В первый день пришла какая-то женщина, которая раздела меня до нага и надела на меня арестантскую рубашку. Как я дрожала, когда снимали мое белье… Платье разрешили оставить. Раздевая меня, женщина увидела на моей руке запаянный золотой браслет, который я никогда не снимала. Помню, как было больно, когда солдаты стаскивали его с руки. Даже черствый каторжник Кузьмин, присутствовавший при этом, увидя, как слезы текли по моим щекам, грубо заметил: «оставьте, не мучьте! Пусть она только отвечает, что никому не отдаст!»
Я голодала. Два раза в день приносили полмиски бурды, вроде супа, в которой солдаты часто плевали, клали стекло.
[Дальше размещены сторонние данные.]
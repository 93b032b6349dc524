//! SQL identifier and literal quoting

/// Quote a SQL identifier, doubling embedded double quotes.
///
/// # Examples
/// ```
/// use kf_sql::quote::quote_ident;
/// assert_eq!(quote_ident("plans"), r#""plans""#);
/// assert_eq!(quote_ident(r#"my"table"#), r#""my""table""#);
/// ```
pub fn quote_ident(ident: &str) -> String {
    format!("\"{}\"", ident.replace('"', "\"\""))
}

/// Quote a possibly schema-qualified name (e.g. `staging.facts`), one part at a time.
pub fn quote_qualified(name: &str) -> String {
    name.split('.')
        .map(quote_ident)
        .collect::<Vec<_>>()
        .join(".")
}

/// Escape a value for use inside a single-quoted string literal.
pub fn escape_sql_string(value: &str) -> String {
    value.replace('\'', "''")
}

/// Render a single-quoted string literal.
pub fn quote_string(value: &str) -> String {
    format!("'{}'", escape_sql_string(value))
}
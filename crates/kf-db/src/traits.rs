//! Reference store trait definition

use crate::error::DbResult;
use kf_core::{DbType, ExistingProbe, ExistingRow, FactBatch, QualifiedTable};
use std::collections::HashMap;

/// Storage the backfill engine reads reference keys from and writes upserts to.
///
/// Calls block until the database answers; the engine has no internal async
/// scheduling. Implementations must be Send + Sync so independent domains can
/// run on separate threads.
pub trait ReferenceStore: Send + Sync {
    /// Execute one statement, returns affected rows
    fn execute(&self, sql: &str) -> DbResult<usize>;

    /// Execute multiple SQL statements
    fn execute_batch(&self, sql: &str) -> DbResult<()>;

    /// Run an existence query built for `probe` and index the rows by key text.
    ///
    /// The query's columns are: key as text, one boolean per
    /// `probe.null_check_columns`, then one list per `probe.array_columns`.
    fn fetch_existing(
        &self,
        sql: &str,
        probe: &ExistingProbe,
    ) -> DbResult<HashMap<String, ExistingRow>>;

    /// Run a query and return its result as a fact batch
    fn load_facts(&self, sql: &str) -> DbResult<FactBatch>;

    /// Check if a table or view exists
    fn relation_exists(&self, table: &QualifiedTable) -> DbResult<bool>;

    /// Database type, selects the SQL dialect
    fn db_type(&self) -> DbType;
}
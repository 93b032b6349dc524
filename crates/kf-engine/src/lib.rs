//! kf-engine - Reference-data backfill engine for Keyfill
//!
//! Given a domain's foreign-key configs and a batch of fact rows, the
//! [`HybridReferenceCoordinator`] makes sure every referenced key exists in its
//! reference table, deriving missing rows from the facts themselves and
//! tagging them for review.

pub mod aggregate;
pub mod coordinator;
pub mod error;
pub mod executor;
pub mod retry;

pub use aggregate::{group_rows, Aggregated, Aggregator, KeyGroup};
pub use coordinator::HybridReferenceCoordinator;
pub use error::{EngineError, EngineResult};
pub use executor::{Execution, UpsertExecutor};
pub use retry::RetryPolicy;
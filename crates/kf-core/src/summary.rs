//! Per-run reporting: what each foreign-key config inserted, updated or skipped.

use crate::reference::QualifiedTable;
use chrono::{DateTime, Utc};
use serde::{Deserialize, Serialize};
use uuid::Uuid;

/// Whether a run writes to the reference tables
#[derive(Debug, Clone, Copy, PartialEq, Eq, Serialize, Deserialize, Default)]
#[serde(rename_all = "lowercase")]
pub enum RunMode {
    /// Execute the generated statements
    #[default]
    Apply,
    /// Generate statements and counts without writing anything
    Plan,
}

/// Outcome of one foreign-key config within a run
#[derive(Debug, Clone, Copy, PartialEq, Eq, Serialize, Deserialize)]
#[serde(rename_all = "snake_case")]
pub enum TableStatus {
    /// Statement executed (or nothing needed writing)
    Applied,
    /// Statement generated in plan mode, not executed
    Planned,
    /// Reading or writing the reference table failed
    Failed,
    /// Not attempted because a prerequisite failed
    Blocked,
    /// The fact batch lacks this config's source column
    NoSourceColumn,
}

impl TableStatus {
    /// True when the config did not reach a terminal good state
    pub fn is_failure(&self) -> bool {
        matches!(self, TableStatus::Failed | TableStatus::Blocked)
    }
}

impl std::fmt::Display for TableStatus {
    fn fmt(&self, f: &mut std::fmt::Formatter<'_>) -> std::fmt::Result {
        let s = match self {
            TableStatus::Applied => "applied",
            TableStatus::Planned => "planned",
            TableStatus::Failed => "failed",
            TableStatus::Blocked => "blocked",
            TableStatus::NoSourceColumn => "no_source_column",
        };
        f.write_str(s)
    }
}

/// A per-group aggregation failure that fell back to the column default
#[derive(Debug, Clone, PartialEq, Eq, Serialize, Deserialize)]
pub struct RowError {
    /// Key of the affected group
    pub key: String,
    /// Target column whose value fell back
    pub column: String,
    /// Error message from the strategy
    pub message: String,
}

/// Counts and diagnostics for one foreign-key config
#[derive(Debug, Clone, PartialEq, Serialize, Deserialize)]
pub struct TableSummary {
    /// Foreign-key config name
    pub fk: String,

    /// Reference table written
    pub table: QualifiedTable,

    pub status: TableStatus,

    /// Keys absent from the reference table before the run
    pub inserted: usize,

    /// Existing rows that gained values
    pub updated: usize,

    /// Distinct keys seen that needed no write
    pub skipped: usize,

    /// Aggregation failures recovered by defaulting
    #[serde(default, skip_serializing_if = "Vec::is_empty")]
    pub errors: Vec<RowError>,

    /// Why the config failed or was blocked
    #[serde(default, skip_serializing_if = "Option::is_none")]
    pub message: Option<String>,

    /// Whether the failure is worth retrying (connectivity, write contention)
    #[serde(default, skip_serializing_if = "std::ops::Not::not")]
    pub retryable: bool,

    /// Generated upsert statement, if any rows needed writing
    #[serde(default, skip_serializing_if = "Option::is_none")]
    pub statement: Option<String>,
}

impl TableSummary {
    /// Empty summary with the given status
    pub fn new(fk: impl Into<String>, table: QualifiedTable, status: TableStatus) -> Self {
        Self {
            fk: fk.into(),
            table,
            status,
            inserted: 0,
            updated: 0,
            skipped: 0,
            errors: Vec::new(),
            message: None,
            retryable: false,
            statement: None,
        }
    }

    /// Summary for a config that failed with `message`
    pub fn failed(
        fk: impl Into<String>,
        table: QualifiedTable,
        message: impl Into<String>,
        retryable: bool,
    ) -> Self {
        Self {
            message: Some(message.into()),
            retryable,
            ..Self::new(fk, table, TableStatus::Failed)
        }
    }

    /// Summary for a config skipped because `prerequisite` failed
    pub fn blocked(fk: impl Into<String>, table: QualifiedTable, prerequisite: &str) -> Self {
        Self {
            message: Some(format!("prerequisite '{prerequisite}' failed")),
            ..Self::new(fk, table, TableStatus::Blocked)
        }
    }
}

/// Result of running one domain
#[derive(Debug, Clone, Serialize, Deserialize)]
pub struct RunSummary {
    /// Unique identifier for this run
    pub run_id: String,

    pub domain: String,

    pub mode: RunMode,

    pub started_at: DateTime<Utc>,

    #[serde(default, skip_serializing_if = "Option::is_none")]
    pub finished_at: Option<DateTime<Utc>>,

    /// One entry per foreign-key config, in execution order
    pub tables: Vec<TableSummary>,
}

impl RunSummary {
    /// Start a new run
    pub fn new(domain: impl Into<String>, mode: RunMode) -> Self {
        Self {
            run_id: Uuid::new_v4().to_string()[..8].to_string(),
            domain: domain.into(),
            mode,
            started_at: Utc::now(),
            finished_at: None,
            tables: Vec::new(),
        }
    }

    /// Record the end time
    pub fn finish(&mut self) {
        self.finished_at = Some(Utc::now());
    }

    /// Look up the summary for one foreign-key config
    pub fn table(&self, fk: &str) -> Option<&TableSummary> {
        self.tables.iter().find(|t| t.fk == fk)
    }

    pub fn total_inserted(&self) -> usize {
        self.tables.iter().map(|t| t.inserted).sum()
    }

    pub fn total_updated(&self) -> usize {
        self.tables.iter().map(|t| t.updated).sum()
    }

    pub fn total_skipped(&self) -> usize {
        self.tables.iter().map(|t| t.skipped).sum()
    }

    /// Number of recovered per-group aggregation failures
    pub fn total_row_errors(&self) -> usize {
        self.tables.iter().map(|t| t.errors.len()).sum()
    }

    /// True when any config failed or was blocked
    pub fn has_failures(&self) -> bool {
        self.tables.iter().any(|t| t.status.is_failure())
    }

    /// True when the run failed and every failure is transient, so the
    /// surrounding pipeline may retry the whole pass
    pub fn is_retryable(&self) -> bool {
        let mut failed = self
            .tables
            .iter()
            .filter(|t| t.status == TableStatus::Failed)
            .peekable();
        failed.peek().is_some() && failed.all(|t| t.retryable)
    }

    /// Elapsed time in milliseconds, once finished
    pub fn duration_ms(&self) -> Option<i64> {
        self.finished_at
            .map(|end| (end - self.started_at).num_milliseconds())
    }
}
От него воняло тухлой рыбой, так что я затыкала нос, проглатывая немного, чтобы только не умереть от голода; остальное же выливала в клозет, выливала по той причине, что, раз заметив, что я не съела всего, тюремщики угрозили убить меня, если это повторится. За все эти месяцы мне не разрешили принести еду на дома. Первый месяц мы были совершенно в руках караула. Все время по коридорам ходили часовые. Входили в камеры всегда по несколько человек сразу. Всякие занятия были запрещены в тюрьме, «занятие — не есть сидение в казематах», — говорил комендант, когда я просила его разрешить мне шить.
Жизнь наша была медленной смертной казнью. Ежедневно нас выводили ровно на 10 минут на маленький дворик с несколькими деревцами; посреди двора стояла баня. Шесть вооруженных солдат выводили всех заключенных по очереди. В первое утро, когда я вышла из холода и запаха могилы на свежий воздух, даже на эти 10 минут, я пришла в себя, ощутив, что еще жива и как-то стало легче. Ни один сад в мире не доставлял никому столько радости, как наш убогий садик в крепости. В баню водили по пятницам и субботам раз в две недели; на мытье давали полчаса. Водила нас надзирательница с часовым. Ждали мы этого дня с нетерпением. Зато на другой день мы лишались прогулки, так как все в один день не успевали помыться, а пока водили в баню, гулять не разрешалось.